#### [What the task requires]
Return only the number of lines in the entries below that hold the word "output".

# # #

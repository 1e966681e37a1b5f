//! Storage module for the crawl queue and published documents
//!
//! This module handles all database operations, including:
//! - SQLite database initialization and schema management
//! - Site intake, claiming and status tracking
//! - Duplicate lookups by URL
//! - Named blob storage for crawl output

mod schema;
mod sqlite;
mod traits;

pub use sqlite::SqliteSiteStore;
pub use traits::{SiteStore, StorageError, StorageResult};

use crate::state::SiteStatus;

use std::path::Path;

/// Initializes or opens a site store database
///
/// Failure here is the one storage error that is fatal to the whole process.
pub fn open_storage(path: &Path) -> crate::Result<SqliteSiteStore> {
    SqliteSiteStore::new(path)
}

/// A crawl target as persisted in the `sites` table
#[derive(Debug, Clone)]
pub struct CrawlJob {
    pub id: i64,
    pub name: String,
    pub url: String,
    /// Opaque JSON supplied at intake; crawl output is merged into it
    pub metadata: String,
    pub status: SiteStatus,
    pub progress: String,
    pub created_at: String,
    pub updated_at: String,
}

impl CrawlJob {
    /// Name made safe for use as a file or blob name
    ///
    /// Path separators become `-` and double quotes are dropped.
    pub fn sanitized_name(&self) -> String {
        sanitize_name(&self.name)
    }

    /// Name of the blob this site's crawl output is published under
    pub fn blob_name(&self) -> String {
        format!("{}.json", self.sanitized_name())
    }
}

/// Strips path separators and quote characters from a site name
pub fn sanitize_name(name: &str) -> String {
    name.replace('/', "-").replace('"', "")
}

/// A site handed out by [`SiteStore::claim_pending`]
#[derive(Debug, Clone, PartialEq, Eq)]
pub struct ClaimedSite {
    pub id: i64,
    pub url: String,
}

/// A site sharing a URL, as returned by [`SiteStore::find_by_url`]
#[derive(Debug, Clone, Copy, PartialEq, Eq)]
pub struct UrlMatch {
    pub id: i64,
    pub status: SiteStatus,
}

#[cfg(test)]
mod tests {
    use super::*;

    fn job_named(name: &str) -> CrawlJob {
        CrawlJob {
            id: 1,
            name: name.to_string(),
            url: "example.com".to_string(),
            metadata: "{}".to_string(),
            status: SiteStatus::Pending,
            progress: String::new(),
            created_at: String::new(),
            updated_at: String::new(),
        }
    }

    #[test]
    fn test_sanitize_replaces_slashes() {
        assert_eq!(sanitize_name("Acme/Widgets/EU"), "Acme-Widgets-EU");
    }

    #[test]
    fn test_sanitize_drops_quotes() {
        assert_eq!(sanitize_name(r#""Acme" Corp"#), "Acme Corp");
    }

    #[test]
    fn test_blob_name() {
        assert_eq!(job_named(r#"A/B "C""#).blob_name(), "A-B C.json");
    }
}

# # #

#### [Solution for this problem]
3